Bill would improve worker conditions at warehouse distribution centers


TRACY, CA – JANUARY 20: Boxes move along a conveyor belt at an Amazon fulfillment center on January 20, 2015 in Tracy, California. Amazon officially opened its new 1.2 million square foot fulfillment center in Tracy, California that employs more than 1,500 full time workers as well as 3,000 Kiva robots that can fetch merchandise for workers and are capable of lifting up to 750 pounds. Amazon is currently using 15,000 of the robots spread over 10 fulfillment centers across the country. (Photo by Justin Sullivan/Getty Images)

SAN DIEGO (CNS) – Assemblywoman Lorena Gonzalez, D-San Diego, introduced a bill Tuesday aimed at improving worker conditions at warehouse distribution centers in order to minimize on-the-job injuries and prevent worker exploitation related to quota systems.

Assembly Bill 701 would require employers to disclose work quotas their employees are expected to meet and would prevent employees from being punished for failing to meet a quota if the quota doesn’t allow them to comply with health and safety laws, or was not previously disclosed to them.
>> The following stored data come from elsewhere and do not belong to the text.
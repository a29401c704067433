// Model exports
pub mod domain;
pub mod requests;
pub mod responses;

pub use domain::{UserProfile, JobPosting, JobType, PreferredJobType, MatchResult, FallbackWeights};
pub use requests::RecommendRequest;
pub use responses::{HealthResponse, ErrorResponse};
use serde::{Deserialize, Serialize};

/// Health check response
#[derive(Debug, Clone, Serialize, Deserialize)]
pub struct HealthResponse {
    pub status: String,
    pub version: String,
    pub timestamp: chrono::DateTime<chrono::Utc>,
}

/// Error response
#[derive(Debug, Clone, Serialize, Deserialize)]
pub struct ErrorResponse {
    pub error: String,
    pub message: String,
    pub status_code: u16,
}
AB 701 would also require Cal/OSHA to propose new statewide standards to minimize injury and illness risks for warehouse distribution center employees.

In announcing the bill, Gonzalez took particular aim at Amazon for conditions at its warehouses, which she alleged have forced workers to weigh the risks to their health versus that of losing their jobs.
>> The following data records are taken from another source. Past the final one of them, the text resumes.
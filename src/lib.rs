//! Jobmatch - job recommendation service
//!
//! This library ranks a job corpus against a job seeker's profile. It asks an
//! external language model for the top matches and falls back to a
//! deterministic weighted scorer whenever that call fails or returns unusable
//! output.

pub mod config;
pub mod core;
pub mod models;
pub mod routes;
pub mod services;

// Re-export commonly used types
pub use crate::core::{RecommendationEngine, Recommender, LlmRecommender, FallbackRecommender, MAX_RECOMMENDATIONS};
pub use crate::models::{UserProfile, JobPosting, JobType, PreferredJobType, MatchResult, FallbackWeights};
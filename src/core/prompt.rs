use crate::models::{JobPosting, UserProfile};
use serde::{Deserialize, Serialize};

/// Fixed instruction sent as the system message
pub const SYSTEM_INSTRUCTION: &str = "You are a helpful AI career advisor.";

/// A role-tagged chat message
#[derive(Debug, Clone, PartialEq, Serialize, Deserialize)]
pub struct ChatMessage {
    pub role: String,
    pub content: String,
}

impl ChatMessage {
    pub fn system(content: impl Into<String>) -> Self {
        Self {
            role: "system".to_string(),
            content: content.into(),
        }
    }

    pub fn user(content: impl Into<String>) -> Self {
        Self {
            role: "user".to_string(),
            content: content.into(),
        }
    }
}

/// Build the message list for a recommendation request
pub fn build_messages(profile: &UserProfile, jobs: &[JobPosting]) -> Vec<ChatMessage> {
    vec![
        ChatMessage::system(SYSTEM_INSTRUCTION),
        ChatMessage::user(build_prompt(profile, jobs)),
    ]
}

/// Build the user prompt embedding the profile and every job in the corpus
pub fn build_prompt(profile: &UserProfile, jobs: &[JobPosting]) -> String {
    let job_sections: Vec<String> = jobs
        .iter()
        .enumerate()
        .map(|(index, job)| format_job(index + 1, job))
        .collect();

    format!(
        "You are an AI career advisor helping match job seekers with appropriate job listings.

User Profile:
- Location: {location}
- Years of Experience: {experience}
- Skills: {skills}
- Preferred Job Type: {job_type}

Available Jobs:
{jobs}

Based on the user's profile, analyze each job and provide the top 3 most suitable matches. For each match, provide:
1. The job ID
2. A match score from 0-100
3. A brief explanation of why this job is a good match for the user

Consider the following factors in your analysis:
- Skill match: How many of the user's skills match the job requirements
- Location match: Is the job in the same location as the user
- Job type match: Does the job type match the user's preference
- Experience level: Is the user's experience appropriate for the job

Return your response in JSON format with an array of objects, each containing jobId, matchScore, and matchReason.
Example:
[
  {{
    \"jobId\": \"job123\",
    \"matchScore\": 85,
    \"matchReason\": \"Strong skill match with 5 overlapping skills. Job type matches preference.\"
  }},
  ...
]
",
        location = profile.location,
        experience = profile.years_of_experience,
        skills = profile.skills.join(", "),
        job_type = profile.preferred_job_type,
        jobs = job_sections.join("\n"),
    )
}

fn format_job(number: usize, job: &JobPosting) -> String {
    format!(
        "Job {number} (ID: {id}):
- Title: {title}
- Company: {company}
- Location: {location}
- Job Type: {job_type}
- Skills Required: {skills}
- Description: {description}
",
        id = job.id,
        title = job.title,
        company = job.company,
        location = job.location,
        job_type = job.job_type,
        skills = job.skills.join(", "),
        description = job.description,
    )
}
Amazon did not immediately respond to a request for comment regarding the bill.

A statement from Gonzalez’s office alleges that Amazon’s workers are injured at double the average rate of the general warehousing industry and triple the average rate across all private employers, outpacing on-the-job injuries for coal miners, lumberjacks, trash collectors and police officers.

The lawmaker’s office also alleged that employee expectations have been accelerated due to the COVID-19 pandemic, and employees have been fired for failing to meet increasingly rigorous expectations or pressured to violate safety rules in order to keep up.
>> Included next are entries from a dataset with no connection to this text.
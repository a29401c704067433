use serde::{Deserialize, Serialize};
use validator::Validate;
use crate::models::domain::{JobPosting, UserProfile};

/// Request to rank a job corpus against a profile
#[derive(Debug, Clone, Serialize, Deserialize, Validate)]
pub struct RecommendRequest {
    #[validate(nested)]
    pub profile: UserProfile,
    #[serde(default)]
    pub jobs: Vec<JobPosting>,
}
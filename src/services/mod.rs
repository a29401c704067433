// Service exports
pub mod llm;

pub use llm::{LlmClient, LlmError, CompletionOptions};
Cal/OSHA cited Amazon last year for failures to mitigate workers’ exposure to COVID-19 at its warehouses in Hawthorne and Eastvale, according to Gonzalez’s office.

“While corporations like Amazon are collecting record profits during the pandemic, employees in their warehouses are being expected to do more, go faster and work harder without clear safety standards,” Gonzalez alleged. “It’s unacceptable for one the largest and wealthiest employers in the country to put workers’ bodies and  lives at risk just so we can get next-day delivery.”